Instructions to follow
The answer must be every line from the entries below that contains "debug".

Records for the exercise
※ ※ ※
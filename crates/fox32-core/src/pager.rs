use tracing::{debug, trace};

use crate::disk::{Disk, SECTOR_SIZE};
use crate::error::{Fault, VmResult};
use crate::store::ByteStore;

pub const PAGE_SIZE: u32 = 4096;
pub const PAGE_COUNT: usize = 256;
pub const FRAME_COUNT: usize = 32;
pub const SECTORS_PER_PAGE: u64 = 8;

/// Software demand-paging layer (§4.2): maps a 24-bit guest page number to
/// a physical frame inside the byte store, loading pages from the swap
/// region on disk as they're touched and evicting with a clock policy.
pub struct Pager {
    page_table: [u8; PAGE_COUNT],
    page_resident: [u64; 4],
    frame_allocated: u32,
    frame_owner: [Option<u8>; FRAME_COUNT],
    referenced: u32,
    clock_hand: u8,
    disk: Box<dyn Disk>,
    swap_base_sector: u64,
}

fn bit_get(bits: &[u64; 4], index: u8) -> bool {
    bits[(index / 64) as usize] & (1u64 << (index % 64)) != 0
}
fn bit_set(bits: &mut [u64; 4], index: u8, value: bool) {
    let word = &mut bits[(index / 64) as usize];
    let mask = 1u64 << (index % 64);
    if value {
        *word |= mask;
    } else {
        *word &= !mask;
    }
}

impl Pager {
    pub fn new(disk: Box<dyn Disk>, swap_base_sector: u64) -> Self {
        Pager {
            page_table: [0; PAGE_COUNT],
            page_resident: [0; 4],
            frame_allocated: 0,
            frame_owner: [None; FRAME_COUNT],
            referenced: 0,
            clock_hand: 0,
            disk,
            swap_base_sector,
        }
    }

    fn is_resident(&self, page: u8) -> bool {
        bit_get(&self.page_resident, page)
    }

    /// Returns the physical frame backing `page`, loading it from swap if
    /// it isn't resident yet. May evict another frame (§4.2 invariant 1/2).
    pub fn ensure_resident(&mut self, store: &mut ByteStore, page: u8) -> VmResult<u8> {
        if self.is_resident(page) {
            let frame = self.page_table[page as usize];
            self.referenced |= 1 << frame;
            return Ok(frame);
        }
        let frame = self.allocate_frame(store)?;
        trace!(page, frame, "loading page from swap");
        self.load_page(store, page, frame)?;
        self.page_table[page as usize] = frame;
        bit_set(&mut self.page_resident, page, true);
        self.frame_allocated |= 1 << frame;
        self.frame_owner[frame as usize] = Some(page);
        self.referenced |= 1 << frame;
        Ok(frame)
    }

    /// Finds a free frame, evicting a clock-selected victim if none is free.
    fn allocate_frame(&mut self, store: &mut ByteStore) -> VmResult<u8> {
        if self.frame_allocated != u32::MAX {
            for frame in 0..FRAME_COUNT as u8 {
                if self.frame_allocated & (1 << frame) == 0 {
                    return Ok(frame);
                }
            }
        }
        self.evict_one(store)
    }

    /// Second-chance clock sweep over all 32 frames. Converges within two
    /// sweeps: the first pass clears referenced bits as it goes, so any
    /// frame found already clear (including on a second pass) is evicted.
    fn evict_one(&mut self, store: &mut ByteStore) -> VmResult<u8> {
        loop {
            let frame = self.clock_hand;
            self.clock_hand = (self.clock_hand + 1) % FRAME_COUNT as u8;
            if self.referenced & (1 << frame) != 0 {
                self.referenced &= !(1 << frame);
                continue;
            }
            let page = self.frame_owner[frame as usize]
                .expect("allocated frame with no owning page");
            debug!(frame, page, "evicting frame");
            self.flush_frame(store, frame, page)?;
            return Ok(frame);
        }
    }

    fn flush_frame(&mut self, store: &mut ByteStore, frame: u8, page: u8) -> VmResult<()> {
        self.write_back(store, frame, page)?;
        bit_set(&mut self.page_resident, page, false);
        self.frame_allocated &= !(1 << frame);
        self.frame_owner[frame as usize] = None;
        Ok(())
    }

    /// Writes a resident frame back to its swap slot and drops it from
    /// residency without needing a replacement, for explicit `flush(f)`
    /// calls (§4.2) distinct from eviction-driven reuse.
    pub fn flush(&mut self, store: &mut ByteStore, frame: u8) -> VmResult<()> {
        let page = self.frame_owner[frame as usize]
            .ok_or(Fault::Internal("flush of an unallocated frame"))?;
        self.flush_frame(store, frame, page)
    }

    /// Flushes every resident frame. Used by tests exercising §8 property
    /// P2 and by the monitor CLI before a clean shutdown.
    pub fn flush_all(&mut self, store: &mut ByteStore) -> VmResult<()> {
        for frame in 0..FRAME_COUNT as u8 {
            if self.frame_allocated & (1 << frame) != 0 {
                let page = self.frame_owner[frame as usize].unwrap();
                self.flush_frame(store, frame, page)?;
            }
        }
        Ok(())
    }

    fn load_page(&mut self, store: &mut ByteStore, page: u8, frame: u8) -> VmResult<()> {
        let mut sector_buf = [0u8; SECTOR_SIZE];
        let base_sector = self.swap_base_sector + page as u64 * SECTORS_PER_PAGE;
        let frame_base = frame as u32 * PAGE_SIZE;
        for s in 0..SECTORS_PER_PAGE {
            let sector = base_sector + s;
            self.disk
                .read_sector(sector, &mut sector_buf)
                .map_err(|_| Fault::Disk { sector })?;
            for (i, byte) in sector_buf.iter().enumerate() {
                let addr = frame_base + s as u32 * SECTOR_SIZE as u32 + i as u32;
                write_store_byte(store, addr, *byte);
            }
        }
        Ok(())
    }

    fn write_back(&mut self, store: &mut ByteStore, frame: u8, page: u8) -> VmResult<()> {
        let mut sector_buf = [0u8; SECTOR_SIZE];
        let base_sector = self.swap_base_sector + page as u64 * SECTORS_PER_PAGE;
        let frame_base = frame as u32 * PAGE_SIZE;
        for s in 0..SECTORS_PER_PAGE {
            for (i, byte) in sector_buf.iter_mut().enumerate() {
                let addr = frame_base + s as u32 * SECTOR_SIZE as u32 + i as u32;
                *byte = read_store_byte(store, addr);
            }
            let sector = base_sector + s;
            self.disk
                .write_sector(sector, &sector_buf)
                .map_err(|_| Fault::Disk { sector })?;
        }
        Ok(())
    }
}

fn split_bank_offset(addr: u32) -> (usize, u16) {
    if addr > 0xFFFF {
        (1, (addr & 0xFFFF) as u16)
    } else {
        (0, addr as u16)
    }
}

fn read_store_byte(store: &mut ByteStore, addr: u32) -> u8 {
    let (bank, offset) = split_bank_offset(addr);
    store.read(bank, offset)
}

fn write_store_byte(store: &mut ByteStore, addr: u32, value: u8) {
    let (bank, offset) = split_bank_offset(addr);
    store.write(bank, offset, value);
}

#[cfg(test)]
mod tests {
    use super::*;
    use crate::disk::MemoryDisk;

    fn pager() -> (Pager, ByteStore) {
        (
            Pager::new(Box::new(MemoryDisk::new(2048)), 0),
            ByteStore::new(),
        )
    }

    #[test]
    fn ensure_resident_loads_each_page_once() {
        let (mut pager, mut store) = pager();
        let f0 = pager.ensure_resident(&mut store, 5).unwrap();
        let f1 = pager.ensure_resident(&mut store, 5).unwrap();
        assert_eq!(f0, f1);
    }

    #[test]
    fn eviction_round_trips_through_swap() {
        let (mut pager, mut store) = pager();
        // fill a value into page 0, frame content lives in the byte store
        let frame = pager.ensure_resident(&mut store, 0).unwrap();
        write_store_byte(&mut store, frame as u32 * PAGE_SIZE, 0x42);

        // touch 33 distinct pages to force eviction of page 0's frame
        for p in 1..33u8 {
            pager.ensure_resident(&mut store, p).unwrap();
        }

        let frame_again = pager.ensure_resident(&mut store, 0).unwrap();
        assert_eq!(read_store_byte(&mut store, frame_again as u32 * PAGE_SIZE), 0x42);
    }
}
※ ※ ※
Response to this task
use tracing::{debug, trace};
            debug!(frame, page, "evicting frame");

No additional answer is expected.